■ **Instructions to follow**: A complete answer lists every line of the material where the string "bool" occurs.

■ **Study material**:

»»

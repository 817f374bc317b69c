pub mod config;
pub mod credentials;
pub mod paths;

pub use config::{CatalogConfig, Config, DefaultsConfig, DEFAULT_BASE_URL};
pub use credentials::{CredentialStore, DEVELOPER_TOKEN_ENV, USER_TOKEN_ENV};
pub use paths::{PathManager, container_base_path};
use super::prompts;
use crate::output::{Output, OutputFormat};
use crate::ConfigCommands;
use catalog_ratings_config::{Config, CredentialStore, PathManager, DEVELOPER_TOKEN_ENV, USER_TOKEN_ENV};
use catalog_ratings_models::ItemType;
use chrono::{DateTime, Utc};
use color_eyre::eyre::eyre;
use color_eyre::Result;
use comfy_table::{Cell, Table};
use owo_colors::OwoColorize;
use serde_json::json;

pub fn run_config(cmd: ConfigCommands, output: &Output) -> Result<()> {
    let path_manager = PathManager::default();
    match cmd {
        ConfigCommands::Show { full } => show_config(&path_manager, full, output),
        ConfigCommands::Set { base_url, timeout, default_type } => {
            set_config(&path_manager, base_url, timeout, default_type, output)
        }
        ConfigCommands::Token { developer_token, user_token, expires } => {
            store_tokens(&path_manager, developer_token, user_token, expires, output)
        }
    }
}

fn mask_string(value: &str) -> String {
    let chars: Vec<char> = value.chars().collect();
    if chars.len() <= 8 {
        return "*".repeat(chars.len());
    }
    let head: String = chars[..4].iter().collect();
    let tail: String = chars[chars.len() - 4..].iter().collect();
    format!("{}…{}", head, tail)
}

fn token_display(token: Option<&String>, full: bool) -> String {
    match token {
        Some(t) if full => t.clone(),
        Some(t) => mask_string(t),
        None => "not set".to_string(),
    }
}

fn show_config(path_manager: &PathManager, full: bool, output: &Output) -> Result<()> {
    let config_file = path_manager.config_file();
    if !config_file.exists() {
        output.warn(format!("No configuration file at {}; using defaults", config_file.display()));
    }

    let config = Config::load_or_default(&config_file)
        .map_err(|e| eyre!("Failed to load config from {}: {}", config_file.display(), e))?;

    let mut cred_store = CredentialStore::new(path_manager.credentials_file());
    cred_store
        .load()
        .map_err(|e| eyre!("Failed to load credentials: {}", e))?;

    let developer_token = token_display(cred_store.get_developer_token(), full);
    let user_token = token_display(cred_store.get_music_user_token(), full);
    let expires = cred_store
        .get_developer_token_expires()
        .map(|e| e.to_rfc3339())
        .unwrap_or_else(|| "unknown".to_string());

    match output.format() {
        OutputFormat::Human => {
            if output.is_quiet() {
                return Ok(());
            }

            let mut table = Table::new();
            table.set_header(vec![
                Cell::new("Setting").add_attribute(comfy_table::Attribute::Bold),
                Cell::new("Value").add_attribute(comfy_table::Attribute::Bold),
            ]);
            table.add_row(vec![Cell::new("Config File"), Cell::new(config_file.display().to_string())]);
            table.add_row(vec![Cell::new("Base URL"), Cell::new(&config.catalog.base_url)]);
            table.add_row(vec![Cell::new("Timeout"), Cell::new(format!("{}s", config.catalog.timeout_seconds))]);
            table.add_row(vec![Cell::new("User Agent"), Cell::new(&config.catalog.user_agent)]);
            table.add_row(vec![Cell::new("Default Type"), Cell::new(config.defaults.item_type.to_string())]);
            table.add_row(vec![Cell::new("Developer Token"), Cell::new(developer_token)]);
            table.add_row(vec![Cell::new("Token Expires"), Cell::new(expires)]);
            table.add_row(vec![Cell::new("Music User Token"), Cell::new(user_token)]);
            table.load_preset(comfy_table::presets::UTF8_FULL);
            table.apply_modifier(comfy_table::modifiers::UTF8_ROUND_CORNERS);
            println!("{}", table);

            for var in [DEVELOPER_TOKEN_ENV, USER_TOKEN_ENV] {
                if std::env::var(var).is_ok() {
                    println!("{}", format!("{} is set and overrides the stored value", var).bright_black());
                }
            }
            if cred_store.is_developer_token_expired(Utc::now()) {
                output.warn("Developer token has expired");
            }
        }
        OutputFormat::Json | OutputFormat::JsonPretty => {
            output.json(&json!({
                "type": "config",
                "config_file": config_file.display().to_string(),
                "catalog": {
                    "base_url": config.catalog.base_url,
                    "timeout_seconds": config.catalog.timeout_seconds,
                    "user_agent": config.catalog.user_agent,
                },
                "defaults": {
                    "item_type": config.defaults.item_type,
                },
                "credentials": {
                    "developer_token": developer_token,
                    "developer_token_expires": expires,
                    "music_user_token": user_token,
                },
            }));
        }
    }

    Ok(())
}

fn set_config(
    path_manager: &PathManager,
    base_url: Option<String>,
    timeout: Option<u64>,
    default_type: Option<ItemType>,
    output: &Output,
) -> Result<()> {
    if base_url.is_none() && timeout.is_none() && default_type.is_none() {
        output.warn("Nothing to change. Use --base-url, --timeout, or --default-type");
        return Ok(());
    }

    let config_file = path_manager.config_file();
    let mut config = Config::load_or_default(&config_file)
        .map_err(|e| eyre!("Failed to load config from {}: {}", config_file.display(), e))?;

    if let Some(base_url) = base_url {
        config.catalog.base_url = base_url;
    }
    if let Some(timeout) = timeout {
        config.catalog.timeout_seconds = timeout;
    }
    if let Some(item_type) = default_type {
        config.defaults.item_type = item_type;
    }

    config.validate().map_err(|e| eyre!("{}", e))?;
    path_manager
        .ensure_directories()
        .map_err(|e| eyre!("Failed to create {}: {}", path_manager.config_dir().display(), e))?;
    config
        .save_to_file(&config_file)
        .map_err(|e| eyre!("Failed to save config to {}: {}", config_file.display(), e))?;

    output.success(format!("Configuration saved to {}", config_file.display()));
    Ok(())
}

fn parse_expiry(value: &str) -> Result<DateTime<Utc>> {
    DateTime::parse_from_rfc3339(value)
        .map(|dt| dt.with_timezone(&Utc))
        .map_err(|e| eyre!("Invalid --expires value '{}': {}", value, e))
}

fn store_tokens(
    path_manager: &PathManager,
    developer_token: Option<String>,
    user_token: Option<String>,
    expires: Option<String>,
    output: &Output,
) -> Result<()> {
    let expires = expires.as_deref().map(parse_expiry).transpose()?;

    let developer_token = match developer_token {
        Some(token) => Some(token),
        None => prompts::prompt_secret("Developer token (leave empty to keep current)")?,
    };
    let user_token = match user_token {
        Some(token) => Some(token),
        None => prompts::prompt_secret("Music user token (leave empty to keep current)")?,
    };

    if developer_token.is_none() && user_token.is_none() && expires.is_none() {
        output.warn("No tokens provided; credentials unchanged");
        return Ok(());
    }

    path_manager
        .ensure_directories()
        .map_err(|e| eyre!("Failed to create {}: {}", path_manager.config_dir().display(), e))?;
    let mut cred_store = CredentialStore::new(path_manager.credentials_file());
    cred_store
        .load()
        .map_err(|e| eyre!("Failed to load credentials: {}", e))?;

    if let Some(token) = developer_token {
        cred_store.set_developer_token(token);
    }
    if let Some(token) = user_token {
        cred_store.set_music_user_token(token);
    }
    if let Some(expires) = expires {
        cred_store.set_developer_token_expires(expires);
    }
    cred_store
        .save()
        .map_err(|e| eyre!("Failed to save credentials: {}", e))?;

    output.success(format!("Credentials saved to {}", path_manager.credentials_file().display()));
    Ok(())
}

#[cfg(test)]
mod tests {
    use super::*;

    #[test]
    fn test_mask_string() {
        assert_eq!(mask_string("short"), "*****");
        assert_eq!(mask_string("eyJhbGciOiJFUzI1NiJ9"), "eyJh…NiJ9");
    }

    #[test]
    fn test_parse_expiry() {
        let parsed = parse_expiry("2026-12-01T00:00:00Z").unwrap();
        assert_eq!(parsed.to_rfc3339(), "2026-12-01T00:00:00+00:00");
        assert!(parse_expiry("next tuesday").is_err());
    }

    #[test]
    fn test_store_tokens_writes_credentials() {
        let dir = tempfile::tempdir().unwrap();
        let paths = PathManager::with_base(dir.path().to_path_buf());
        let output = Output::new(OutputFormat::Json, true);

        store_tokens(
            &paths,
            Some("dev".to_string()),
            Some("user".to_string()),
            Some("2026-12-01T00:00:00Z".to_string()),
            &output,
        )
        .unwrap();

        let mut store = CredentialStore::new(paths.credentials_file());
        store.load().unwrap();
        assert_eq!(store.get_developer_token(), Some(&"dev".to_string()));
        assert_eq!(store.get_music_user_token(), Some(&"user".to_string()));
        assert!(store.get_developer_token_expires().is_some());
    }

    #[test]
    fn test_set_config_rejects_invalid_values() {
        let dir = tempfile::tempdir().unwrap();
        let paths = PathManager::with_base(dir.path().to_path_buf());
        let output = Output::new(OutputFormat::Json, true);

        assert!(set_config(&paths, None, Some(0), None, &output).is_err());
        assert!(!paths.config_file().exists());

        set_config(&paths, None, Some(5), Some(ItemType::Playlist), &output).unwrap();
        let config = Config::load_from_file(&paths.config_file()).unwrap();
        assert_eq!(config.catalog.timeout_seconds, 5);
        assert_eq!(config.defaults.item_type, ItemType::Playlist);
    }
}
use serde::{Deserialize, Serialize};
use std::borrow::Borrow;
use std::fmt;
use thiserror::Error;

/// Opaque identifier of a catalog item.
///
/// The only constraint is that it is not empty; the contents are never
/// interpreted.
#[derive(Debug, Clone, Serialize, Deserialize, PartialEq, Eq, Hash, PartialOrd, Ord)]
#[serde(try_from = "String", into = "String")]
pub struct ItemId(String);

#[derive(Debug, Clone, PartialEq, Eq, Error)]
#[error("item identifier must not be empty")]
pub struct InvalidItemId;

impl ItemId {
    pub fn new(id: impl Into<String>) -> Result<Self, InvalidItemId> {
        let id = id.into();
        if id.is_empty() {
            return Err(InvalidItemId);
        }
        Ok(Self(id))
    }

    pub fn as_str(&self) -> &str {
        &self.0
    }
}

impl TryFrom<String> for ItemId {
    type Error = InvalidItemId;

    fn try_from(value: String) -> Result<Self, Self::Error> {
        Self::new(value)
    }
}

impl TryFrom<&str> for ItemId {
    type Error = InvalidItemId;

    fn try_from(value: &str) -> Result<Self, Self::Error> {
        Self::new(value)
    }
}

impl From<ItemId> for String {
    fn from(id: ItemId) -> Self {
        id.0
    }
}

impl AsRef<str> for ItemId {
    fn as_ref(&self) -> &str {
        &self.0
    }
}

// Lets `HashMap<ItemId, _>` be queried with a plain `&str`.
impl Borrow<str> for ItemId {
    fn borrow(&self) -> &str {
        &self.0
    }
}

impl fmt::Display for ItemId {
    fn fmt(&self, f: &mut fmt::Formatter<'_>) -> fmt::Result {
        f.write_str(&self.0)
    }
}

««

■ **Solution for this task**:
fn token_display(token: Option<&String>, full: bool) -> String {
fn show_config(path_manager: &PathManager, full: bool, output: &Output) -> Result<()> {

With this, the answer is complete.